• **Exercise inputs**:

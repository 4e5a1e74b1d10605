//! # vakt-security
//!
//! Security stages for the vakt request pipeline: the stateless
//! double-submit-cookie CSRF guard, the deep payload sanitizer, and the
//! standard security response headers.

pub mod config;
pub mod middleware;

use thiserror::Error;

pub use config::{CsrfConfig, SanitizeConfig, SecurityHeadersConfig};
pub use middleware::csrf::{CsrfMiddleware, CsrfToken};
pub use middleware::headers::SecurityHeadersMiddleware;
pub use middleware::sanitize::{sanitize_text, sanitize_value, SanitizeMiddleware};

/// Errors produced by security components
#[derive(Error, Debug)]
pub enum SecurityError {
    #[error("CSRF validation failed")]
    CsrfValidationFailed,

    #[error("Security configuration error: {message}")]
    ConfigError { message: String },
}

pub type SecurityResult<T> = Result<T, SecurityError>;
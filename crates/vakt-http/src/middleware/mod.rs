//! Ordered middleware chain
//!
//! Stages implement [`Middleware`] and either pass a (possibly rewritten)
//! request to [`Next`] or return a terminal response themselves, which is
//! how the CSRF guard and the validation gateway short-circuit. The
//! chain is an explicit ordered list; there is no implicit shared
//! mutable request object.

pub mod error_handler;

use std::future::Future;
use std::pin::Pin;
use std::sync::Arc;

use crate::request::Request;
use crate::response::Response;

pub use error_handler::ErrorHandler;

/// Boxed future produced by middleware and handlers
pub type NextFuture<'a> = Pin<Box<dyn Future<Output = Response> + Send + 'a>>;

/// The rest of the chain, consumed by running it
pub struct Next {
    handler: Box<dyn FnOnce(Request) -> NextFuture<'static> + Send>,
}

impl Next {
    pub fn new<F>(handler: F) -> Self
    where
        F: FnOnce(Request) -> NextFuture<'static> + Send + 'static,
    {
        Self {
            handler: Box::new(handler),
        }
    }

    /// Run the remaining stages with the given request
    pub async fn run(self, request: Request) -> Response {
        (self.handler)(request).await
    }
}

/// One pipeline stage
pub trait Middleware: Send + Sync + std::fmt::Debug {
    /// Handle the request: forward through `next` or return a terminal
    /// response without calling it.
    fn handle(&self, request: Request, next: Next) -> NextFuture<'static>;

    /// Stage name, for diagnostics
    fn name(&self) -> &'static str {
        "Middleware"
    }
}

/// Ordered list of stages executed around a handler
#[derive(Debug, Clone, Default)]
pub struct MiddlewarePipeline {
    middleware: Vec<Arc<dyn Middleware>>,
}

impl MiddlewarePipeline {
    pub fn new() -> Self {
        Self::default()
    }

    /// Append a stage; stages run in insertion order
    pub fn add<M: Middleware + 'static>(mut self, middleware: M) -> Self {
        self.middleware.push(Arc::new(middleware));
        self
    }

    /// Append an already-shared stage
    pub fn add_shared(mut self, middleware: Arc<dyn Middleware>) -> Self {
        self.middleware.push(middleware);
        self
    }

    /// Execute the chain around a handler.
    ///
    /// The chain is folded back-to-front so the first-added stage sees
    /// the request first and the response last.
    pub async fn execute<F, Fut>(&self, request: Request, handler: F) -> Response
    where
        F: FnOnce(Request) -> Fut + Send + 'static,
        Fut: Future<Output = Response> + Send + 'static,
    {
        let mut chain = Box::new(move |req: Request| Box::pin(handler(req)) as NextFuture<'static>)
            as Box<dyn FnOnce(Request) -> NextFuture<'static> + Send>;

        for middleware in self.middleware.iter().rev() {
            let middleware = middleware.clone();
            let next_handler = chain;
            chain = Box::new(move |req: Request| {
                let next = Next::new(next_handler);
                middleware.handle(req, next)
            });
        }

        chain(request).await
    }

    pub fn len(&self) -> usize {
        self.middleware.len()
    }

    pub fn is_empty(&self) -> bool {
        self.middleware.is_empty()
    }

    /// Stage names in execution order
    pub fn names(&self) -> Vec<&'static str> {
        self.middleware.iter().map(|m| m.name()).collect()
    }
}

#[cfg(test)]
mod tests {
    use super::*;
    use http::{HeaderMap, Method, StatusCode};

    fn request() -> Request {
        Request::new(Method::GET, "/test".parse().unwrap(), HeaderMap::new())
    }

    /// Marks the request on the way in, the response on the way out
    #[derive(Debug)]
    struct TagMiddleware {
        tag: &'static str,
    }

    impl Middleware for TagMiddleware {
        fn handle(&self, mut request: Request, next: Next) -> NextFuture<'static> {
            let tag = self.tag;
            Box::pin(async move {
                request
                    .headers
                    .append("x-seen-by", tag.parse().unwrap());
                let mut response = next.run(request).await;
                response
                    .headers
                    .append("x-wrapped-by", tag.parse().unwrap());
                response
            })
        }

        fn name(&self) -> &'static str {
            self.tag
        }
    }

    /// Terminates without calling next
    #[derive(Debug)]
    struct RejectMiddleware;

    impl Middleware for RejectMiddleware {
        fn handle(&self, _request: Request, _next: Next) -> NextFuture<'static> {
            Box::pin(async { Response::with_status(StatusCode::FORBIDDEN) })
        }

        fn name(&self) -> &'static str {
            "reject"
        }
    }

    #[tokio::test]
    async fn stages_run_in_insertion_order() {
        let pipeline = MiddlewarePipeline::new()
            .add(TagMiddleware { tag: "first" })
            .add(TagMiddleware { tag: "second" });

        let response = pipeline
            .execute(request(), |req| async move {
                let seen: Vec<_> = req
                    .headers
                    .get_all("x-seen-by")
                    .iter()
                    .map(|v| v.to_str().unwrap().to_string())
                    .collect();
                assert_eq!(seen, ["first", "second"]);
                Response::ok()
            })
            .await;

        // Response headers wrap in reverse: innermost stage appends
        // first.
        let wrapped: Vec<_> = response
            .headers
            .get_all("x-wrapped-by")
            .iter()
            .map(|v| v.to_str().unwrap().to_string())
            .collect();
        assert_eq!(wrapped, ["second", "first"]);
    }

    #[tokio::test]
    async fn short_circuit_skips_handler_and_later_stages() {
        let pipeline = MiddlewarePipeline::new()
            .add(RejectMiddleware)
            .add(TagMiddleware { tag: "after" });

        let response = pipeline
            .execute(request(), |_req| async move {
                panic!("handler must not run");
            })
            .await;

        assert_eq!(response.status_code(), StatusCode::FORBIDDEN);
        assert!(response.headers.get("x-wrapped-by").is_none());
    }

    #[tokio::test]
    async fn empty_pipeline_calls_handler_directly() {
        let pipeline = MiddlewarePipeline::new();
        assert!(pipeline.is_empty());

        let response = pipeline
            .execute(request(), |_req| async { Response::ok() })
            .await;
        assert_eq!(response.status_code(), StatusCode::OK);
    }

    #[test]
    fn names_reflect_stage_order() {
        let pipeline = MiddlewarePipeline::new()
            .add(TagMiddleware { tag: "first" })
            .add(RejectMiddleware);
        assert_eq!(pipeline.names(), vec!["first", "reject"]);
    }
}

• **What to work on**:
All lines above from the line with "the given request" through the line with "let next = Next::new(next_handler);", both included, are to be set down exactly, with nothing else.

• **Solution to this task**:
    /// Run the remaining stages with the given request
    pub async fn run(self, request: Request) -> Response {
        (self.handler)(request).await
    }
}

/// One pipeline stage
pub trait Middleware: Send + Sync + std::fmt::Debug {
    /// Handle the request: forward through `next` or return a terminal
    /// response without calling it.
    fn handle(&self, request: Request, next: Next) -> NextFuture<'static>;

    /// Stage name, for diagnostics
    fn name(&self) -> &'static str {
        "Middleware"
    }
}

/// Ordered list of stages executed around a handler
#[derive(Debug, Clone, Default)]
pub struct MiddlewarePipeline {
    middleware: Vec<Arc<dyn Middleware>>,
}

impl MiddlewarePipeline {
    pub fn new() -> Self {
        Self::default()
    }

    /// Append a stage; stages run in insertion order
    pub fn add<M: Middleware + 'static>(mut self, middleware: M) -> Self {
        self.middleware.push(Arc::new(middleware));
        self
    }

    /// Append an already-shared stage
    pub fn add_shared(mut self, middleware: Arc<dyn Middleware>) -> Self {
        self.middleware.push(middleware);
        self
    }

    /// Execute the chain around a handler.
    ///
    /// The chain is folded back-to-front so the first-added stage sees
    /// the request first and the response last.
    pub async fn execute<F, Fut>(&self, request: Request, handler: F) -> Response
    where
        F: FnOnce(Request) -> Fut + Send + 'static,
        Fut: Future<Output = Response> + Send + 'static,
    {
        let mut chain = Box::new(move |req: Request| Box::pin(handler(req)) as NextFuture<'static>)
            as Box<dyn FnOnce(Request) -> NextFuture<'static> + Send>;

        for middleware in self.middleware.iter().rev() {
            let middleware = middleware.clone();
            let next_handler = chain;
            chain = Box::new(move |req: Request| {
                let next = Next::new(next_handler);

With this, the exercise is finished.